Requirement:
Each of the entries below needs to be given again exactly.

Data listing:

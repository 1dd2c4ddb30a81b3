// SPDX-License-Identifier: MIT
// Copyright 2026 Roland Dreier <roland@rolandd.dev>

//! Donation and session leaderboards.
//!
//! Rankings are folded from the booking ledger on every query. Only paid,
//! non-cancelled sessions that started inside the current calendar period
//! (platform-local) count.

use crate::db::LedgerStore;
use crate::error::Result;
use crate::models::{
    Booking, LeaderboardEntry, RankingMetric, TimePeriod, User, UserRole,
};
use crate::time_utils::{local_date, local_to_utc, platform_offset};
use chrono::{DateTime, Datelike, Days, FixedOffset, NaiveDate, NaiveTime, Utc};
use std::cmp::Reverse;
use std::collections::HashMap;
use std::sync::Arc;

/// Entries returned per leaderboard.
pub const LEADERBOARD_SIZE: usize = 10;

#[derive(Clone)]
pub struct LeaderboardService {
    db: Arc<dyn LedgerStore>,
    offset: FixedOffset,
}

impl LeaderboardService {
    pub fn new(db: Arc<dyn LedgerStore>, timezone_offset_hours: i32) -> Self {
        Self {
            db,
            offset: platform_offset(timezone_offset_hours),
        }
    }

    pub fn rank(
        &self,
        role: UserRole,
        period: TimePeriod,
        metric: RankingMetric,
        now: DateTime<Utc>,
    ) -> Result<Vec<LeaderboardEntry>> {
        let users = self.db.list_users_by_role(role)?;
        let bookings = self.db.list_bookings()?;
        let start = window_start(period, now, self.offset);

        Ok(aggregate(&users, &bookings, role, metric, start, now))
    }
}

/// Start of the calendar `period` containing `now`, in platform-local time.
pub fn window_start(period: TimePeriod, now: DateTime<Utc>, offset: FixedOffset) -> DateTime<Utc> {
    let today = local_date(now, offset);

    let first_day = match period {
        TimePeriod::Day => Some(today),
        TimePeriod::Week => {
            let back = u64::from(today.weekday().num_days_from_monday());
            today.checked_sub_days(Days::new(back))
        }
        TimePeriod::Month => today.with_day(1),
        TimePeriod::Quarter => {
            let month = (today.month0() / 3) * 3 + 1;
            NaiveDate::from_ymd_opt(today.year(), month, 1)
        }
        TimePeriod::Year => NaiveDate::from_ymd_opt(today.year(), 1, 1),
    }
    .unwrap_or(today);

    local_to_utc(first_day.and_time(NaiveTime::MIN), offset)
}

/// Rank `users` by `metric` over bookings that started in `[start, end]`.
///
/// Every user of the role appears in the candidate set, so users with a
/// zero value fill the board when fewer have activity. Ties go to the
/// smaller id.
pub fn aggregate(
    users: &[User],
    bookings: &[Booking],
    role: UserRole,
    metric: RankingMetric,
    start: DateTime<Utc>,
    end: DateTime<Utc>,
) -> Vec<LeaderboardEntry> {
    let mut totals: HashMap<&str, u64> = HashMap::new();

    for booking in bookings {
        if !booking.is_paid_session() || booking.start_time < start || booking.start_time > end {
            continue;
        }
        let participant = match role {
            UserRole::Mentor => booking.mentor_id.as_str(),
            UserRole::Mentee => booking.mentee_id.as_str(),
        };
        let value = match metric {
            RankingMetric::Donation => booking.cost,
            RankingMetric::Sessions => 1,
        };
        *totals.entry(participant).or_default() += value;
    }

    let mut ranked: Vec<(&User, u64)> = users
        .iter()
        .filter(|u| u.role == role)
        .map(|u| (u, totals.get(u.id.as_str()).copied().unwrap_or(0)))
        .collect();
    ranked.sort_by(|(a, av), (b, bv)| Reverse(av).cmp(&Reverse(bv)).then_with(|| a.id.cmp(&b.id)));

    ranked
        .into_iter()
        .take(LEADERBOARD_SIZE)
        .zip(1u32..)
        .map(|((user, value), rank)| LeaderboardEntry {
            rank,
            user: user.summary(),
            value,
        })
        .collect()
}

The answer:
repository 1dd2c4ddb30a81b3
// SPDX-License-Identifier: MIT
// Copyright 2026 Roland Dreier <roland@rolandd.dev>

//! Donation and session leaderboards.
//!
//! Rankings are folded from the booking ledger on every query. Only paid,
//! non-cancelled sessions that started inside the current calendar period
//! (platform-local) count.

use crate::db::LedgerStore;
use crate::error::Result;
use crate::models::{
    Booking, LeaderboardEntry, RankingMetric, TimePeriod, User, UserRole,
};
use crate::time_utils::{local_date, local_to_utc, platform_offset};
use chrono::{DateTime, Datelike, Days, FixedOffset, NaiveDate, NaiveTime, Utc};
use std::cmp::Reverse;
use std::collections::HashMap;
use std::sync::Arc;

/// Entries returned per leaderboard.
pub const LEADERBOARD_SIZE: usize = 10;

#[derive(Clone)]
pub struct LeaderboardService {
    db: Arc<dyn LedgerStore>,
    offset: FixedOffset,
}

impl LeaderboardService {
    pub fn new(db: Arc<dyn LedgerStore>, timezone_offset_hours: i32) -> Self {
        Self {
            db,
            offset: platform_offset(timezone_offset_hours),
        }
    }

    pub fn rank(
        &self,
        role: UserRole,
        period: TimePeriod,
        metric: RankingMetric,
        now: DateTime<Utc>,
    ) -> Result<Vec<LeaderboardEntry>> {
        let users = self.db.list_users_by_role(role)?;
        let bookings = self.db.list_bookings()?;
        let start = window_start(period, now, self.offset);

        Ok(aggregate(&users, &bookings, role, metric, start, now))
    }
}

/// Start of the calendar `period` containing `now`, in platform-local time.
pub fn window_start(period: TimePeriod, now: DateTime<Utc>, offset: FixedOffset) -> DateTime<Utc> {
    let today = local_date(now, offset);

    let first_day = match period {
        TimePeriod::Day => Some(today),
        TimePeriod::Week => {
            let back = u64::from(today.weekday().num_days_from_monday());
            today.checked_sub_days(Days::new(back))
        }
        TimePeriod::Month => today.with_day(1),
        TimePeriod::Quarter => {
            let month = (today.month0() / 3) * 3 + 1;
            NaiveDate::from_ymd_opt(today.year(), month, 1)
        }
        TimePeriod::Year => NaiveDate::from_ymd_opt(today.year(), 1, 1),
    }
    .unwrap_or(today);

    local_to_utc(first_day.and_time(NaiveTime::MIN), offset)
}

/// Rank `users` by `metric` over bookings that started in `[start, end]`.
///
/// Every user of the role appears in the candidate set, so users with a
/// zero value fill the board when fewer have activity. Ties go to the
/// smaller id.
pub fn aggregate(
    users: &[User],
    bookings: &[Booking],
    role: UserRole,
    metric: RankingMetric,
    start: DateTime<Utc>,
    end: DateTime<Utc>,
) -> Vec<LeaderboardEntry> {
    let mut totals: HashMap<&str, u64> = HashMap::new();

    for booking in bookings {
        if !booking.is_paid_session() || booking.start_time < start || booking.start_time > end {
            continue;
        }
        let participant = match role {
            UserRole::Mentor => booking.mentor_id.as_str(),
            UserRole::Mentee => booking.mentee_id.as_str(),
        };
        let value = match metric {
            RankingMetric::Donation => booking.cost,
            RankingMetric::Sessions => 1,
        };
        *totals.entry(participant).or_default() += value;
    }

    let mut ranked: Vec<(&User, u64)> = users
        .iter()
        .filter(|u| u.role == role)
        .map(|u| (u, totals.get(u.id.as_str()).copied().unwrap_or(0)))
        .collect();
    ranked.sort_by(|(a, av), (b, bv)| Reverse(av).cmp(&Reverse(bv)).then_with(|| a.id.cmp(&b.id)));

    ranked
        .into_iter()
        .take(LEADERBOARD_SIZE)
        .zip(1u32..)
        .map(|((user, value), rank)| LeaderboardEntry {
            rank,
            user: user.summary(),
            value,
        })
        .collect()
}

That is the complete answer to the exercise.